Of the material below, the lines to be retyped are those from the line containing "if let Some(d) = self.dispatchers.get_mut(node)" through the line containing "RegionBuilder::new()", inclusive; reproduce them exactly.
[Opening INFORMATION PROVIDED section]
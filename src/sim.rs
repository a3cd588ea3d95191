use std::collections::BTreeMap;
use std::sync::Arc;

use crate::config::SimConfig;
use crate::dispatcher::RestaurantDispatcher;
use crate::error::SimResult;
use crate::events::SimEvent;
use crate::model::{ConfirmedOrder, Location, OrderId, Region, Vehicle, VehicleId};
use crate::ordergen::{FridayEveningGenerator, OrderGenerator};
use crate::rebalancer::FleetRebalancer;
use crate::routing::{DijkstraPathCalculator, PathCalculator};
use crate::vehicle_manager::VehicleManager;

/// Wires a [`Region`], a [`VehicleManager`], one [`RestaurantDispatcher`] per
/// restaurant node, a [`FleetRebalancer`], and an [`OrderGenerator`] into one
/// tick-at-a-time driver (§5/§6). Everything that crosses the dispatcher
/// boundary — orders, vehicle moves, send-out decisions — happens here or
/// below; `Simulation` itself holds no dispatch logic of its own beyond
/// sequencing.
pub struct Simulation {
    region: Arc<Region>,
    path_calc: Arc<dyn PathCalculator>,
    config: SimConfig,
    vehicle_manager: VehicleManager,
    dispatchers: BTreeMap<Location, RestaurantDispatcher>,
    rebalancer: FleetRebalancer,
    order_gen: Box<dyn OrderGenerator>,
    orders: BTreeMap<OrderId, ConfirmedOrder>,
    vehicle_homes: BTreeMap<VehicleId, Location>,
    tick: i64,
}

impl Simulation {
    /// `last_tick` bounds the run and seeds the order generator's sampling
    /// window; it is not itself simulated state (ticks past it simply never
    /// produce new orders).
    pub fn new(region: Arc<Region>, config: SimConfig, vehicles: Vec<Vehicle>, last_tick: i64) -> Self {
        let path_calc: Arc<dyn PathCalculator> = Arc::new(DijkstraPathCalculator::new(region.clone()));
        let order_gen: Box<dyn OrderGenerator> =
            Box::new(FridayEveningGenerator::new(&region, &config.order_generator, last_tick));

        let mut dispatchers = BTreeMap::new();
        for node in region.restaurants() {
            dispatchers.insert(node.location, RestaurantDispatcher::new(node.location));
        }

        let vehicle_homes: BTreeMap<VehicleId, Location> =
            vehicles.iter().map(|v| (v.id, v.home_restaurant)).collect();
        let vehicle_manager = VehicleManager::new(region.clone(), path_calc.clone(), vehicles);

        let mut sim = Self {
            region,
            path_calc,
            config,
            vehicle_manager,
            dispatchers,
            rebalancer: FleetRebalancer,
            order_gen,
            orders: BTreeMap::new(),
            vehicle_homes,
            tick: 0,
        };
        for (&id, &home) in &sim.vehicle_homes {
            if let Some(d) = sim.dispatchers.get_mut(&home) {
                d.add_vehicle(id);
            }
        }
        sim
    }

    pub fn region(&self) -> &Region {
        &self.region
    }

    pub fn path_calculator(&self) -> &dyn PathCalculator {
        self.path_calc.as_ref()
    }

    pub fn orders(&self) -> &BTreeMap<OrderId, ConfirmedOrder> {
        &self.orders
    }

    pub fn current_tick(&self) -> i64 {
        self.tick
    }

    /// The recipient a just-emptied vehicle is routed to: the restaurant
    /// with the least `total_available()`, excluding the one it just left.
    /// Computed from an availability snapshot taken before any dispatcher
    /// runs this tick, since dispatchers only ever move vehicles away from
    /// themselves and never touch a sibling's bookkeeping directly.
    fn least_available_recipient(availability: &BTreeMap<Location, usize>, from: Location) -> Location {
        availability
            .iter()
            .filter(|&(&loc, _)| loc != from)
            .min_by_key(|&(_, &avail)| avail)
            .map(|(&loc, _)| loc)
            .unwrap_or(from)
    }

    /// Advances the simulation by exactly one tick: generate this tick's
    /// orders, let every dispatcher plan and send out vehicles, move every
    /// vehicle one component, then rebalance idle fleet if enabled (§5).
    pub fn step(&mut self) -> SimResult<Vec<SimEvent>> {
        let mut events = Vec::new();

        let new_orders = self.order_gen.generate_orders(self.tick)?;
        let mut by_restaurant: BTreeMap<Location, Vec<OrderId>> = BTreeMap::new();
        for order in new_orders {
            by_restaurant.entry(order.restaurant).or_default().push(order.id);
            self.orders.insert(order.id, order);
        }

        let availability: BTreeMap<Location, usize> =
            self.dispatchers.iter().map(|(&loc, d)| (loc, d.total_available())).collect();
        let locations: Vec<Location> = self.dispatchers.keys().copied().collect();

        let mut sent_out = Vec::new();
        for loc in locations {
            let new_here = by_restaurant.remove(&loc).unwrap_or_default();
            let mut dispatcher = self.dispatchers.remove(&loc).expect("dispatcher vanished mid-tick");
            let (dispatch_events, dispatcher_sent_out) = dispatcher.tick(
                self.tick,
                new_here,
                &self.orders,
                self.path_calc.as_ref(),
                &self.region,
                &mut self.vehicle_manager,
                &self.config,
                |from| Self::least_available_recipient(&availability, from),
            );
            events.extend(dispatch_events);
            sent_out.extend(dispatcher_sent_out);
            self.dispatchers.insert(loc, dispatcher);
        }
        // Register every vehicle sent out this tick as queued at its
        // recipient, so that dispatcher's `total_available()` already counts
        // it as inbound before it physically arrives (§4.6 `moveVehicle`).
        for (vehicle, recipient) in sent_out {
            if let Some(d) = self.dispatchers.get_mut(&recipient) {
                d.add_queued_vehicle(vehicle);
            }
        }

        let move_events = self.vehicle_manager.tick(self.tick, &mut self.orders);
        for event in &move_events {
            if let SimEvent::ArrivedAtRestaurant { vehicle, node, .. } = event {
                if let Some(d) = self.dispatchers.get_mut(node) {
                    d.add_vehicle(*vehicle);
                }
            }
        }
        events.extend(move_events);

        if self.config.rebalance_enabled {
            self.rebalancer.rebalance(&mut self.dispatchers, &mut self.vehicle_manager);
        }

        self.tick += 1;
        Ok(events)
    }

    /// Runs `n` ticks back to back, returning every tick's events
    /// concatenated in order.
    pub fn run_for(&mut self, n: i64) -> SimResult<Vec<SimEvent>> {
        let mut all = Vec::new();
        for _ in 0..n {
            all.extend(self.step()?);
        }
        Ok(all)
    }

    /// Clears all per-run state — orders, planned routes, vehicle
    /// positions — and installs a fresh order generator, since the
    /// previous one's pre-sampled stream is already spent (§4.4/§4.6 Reset).
    pub fn reset(&mut self, order_gen: Box<dyn OrderGenerator>) {
        self.vehicle_manager.reset();
        self.orders.clear();
        self.order_gen = order_gen;
        self.tick = 0;

        let mut by_home: BTreeMap<Location, Vec<VehicleId>> = BTreeMap::new();
        for (&id, &home) in &self.vehicle_homes {
            by_home.entry(home).or_default().push(id);
        }
        for (loc, dispatcher) in self.dispatchers.iter_mut() {
            let ids = by_home.get(loc).cloned().unwrap_or_default();
            dispatcher.reset(&ids);
        }
    }
}

#[cfg(test)]
mod tests {
    use super::*;
    use crate::model::NodeKind;
    use crate::model::RegionBuilder;
    use crate::ordergen::EmptyOrderGenerator;

    fn triangle() -> Arc<Region> {
        let r = Location::new(0, 0);
        let a = Location::new(1, 0);
        let b = Location::new(0, 1);
        Arc::new(
            RegionBuilder::new()
                .add_node(r, "R", NodeKind::Restaurant { menu: vec!["Pizza".into()] })
                .add_node(a, "A", NodeKind::Neighborhood)
                .add_node(b, "B", NodeKind::Neighborhood)
                .connect(r, a, Some(1))
                .unwrap()
                .connect(r, b, Some(1))
                .unwrap()
                .connect(a, b, Some(1))
                .unwrap()
                .build()
                .unwrap(),
        )
    }

    #[test]
    fn first_tick_spawns_every_vehicle() {
        let region = triangle();
        let r = Location::new(0, 0);
        let vehicles = vec![Vehicle::new(VehicleId(1), 10, r), Vehicle::new(VehicleId(2), 10, r)];
        let mut sim = Simulation::new(region, SimConfig::default(), vehicles, 100);
        sim.order_gen = Box::new(EmptyOrderGenerator);

        let events = sim.step().unwrap();
        let spawns = events.iter().filter(|e| matches!(e, SimEvent::Spawn { .. })).count();
        assert_eq!(spawns, 2);
        assert_eq!(sim.current_tick(), 1);
    }

    #[test]
    fn run_for_advances_tick_count() {
        let region = triangle();
        let r = Location::new(0, 0);
        let vehicles = vec![Vehicle::new(VehicleId(1), 10, r)];
        let mut sim = Simulation::new(region, SimConfig::default(), vehicles, 100);
        sim.order_gen = Box::new(EmptyOrderGenerator);

        sim.run_for(5).unwrap();
        assert_eq!(sim.current_tick(), 5);
    }

    #[test]
    fn reset_rewinds_tick_and_clears_orders() {
        let region = triangle();
        let r = Location::new(0, 0);
        let vehicles = vec![Vehicle::new(VehicleId(1), 10, r)];
        let mut sim = Simulation::new(region, SimConfig::default(), vehicles, 100);
        sim.order_gen = Box::new(EmptyOrderGenerator);

        sim.run_for(3).unwrap();
        sim.reset(Box::new(EmptyOrderGenerator));
        assert_eq!(sim.current_tick(), 0);
        assert!(sim.orders().is_empty());
    }
}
[Closing INFORMATION PROVIDED section]
**RESPONSE TO THE TASK:**
                if let Some(d) = self.dispatchers.get_mut(node) {
                    d.add_vehicle(*vehicle);
                }
            }
        }
        events.extend(move_events);

        if self.config.rebalance_enabled {
            self.rebalancer.rebalance(&mut self.dispatchers, &mut self.vehicle_manager);
        }

        self.tick += 1;
        Ok(events)
    }

    /// Runs `n` ticks back to back, returning every tick's events
    /// concatenated in order.
    pub fn run_for(&mut self, n: i64) -> SimResult<Vec<SimEvent>> {
        let mut all = Vec::new();
        for _ in 0..n {
            all.extend(self.step()?);
        }
        Ok(all)
    }

    /// Clears all per-run state — orders, planned routes, vehicle
    /// positions — and installs a fresh order generator, since the
    /// previous one's pre-sampled stream is already spent (§4.4/§4.6 Reset).
    pub fn reset(&mut self, order_gen: Box<dyn OrderGenerator>) {
        self.vehicle_manager.reset();
        self.orders.clear();
        self.order_gen = order_gen;
        self.tick = 0;

        let mut by_home: BTreeMap<Location, Vec<VehicleId>> = BTreeMap::new();
        for (&id, &home) in &self.vehicle_homes {
            by_home.entry(home).or_default().push(id);
        }
        for (loc, dispatcher) in self.dispatchers.iter_mut() {
            let ids = by_home.get(loc).cloned().unwrap_or_default();
            dispatcher.reset(&ids);
        }
    }
}

#[cfg(test)]
mod tests {
    use super::*;
    use crate::model::NodeKind;
    use crate::model::RegionBuilder;
    use crate::ordergen::EmptyOrderGenerator;

    fn triangle() -> Arc<Region> {
        let r = Location::new(0, 0);
        let a = Location::new(1, 0);
        let b = Location::new(0, 1);
        Arc::new(
            RegionBuilder::new()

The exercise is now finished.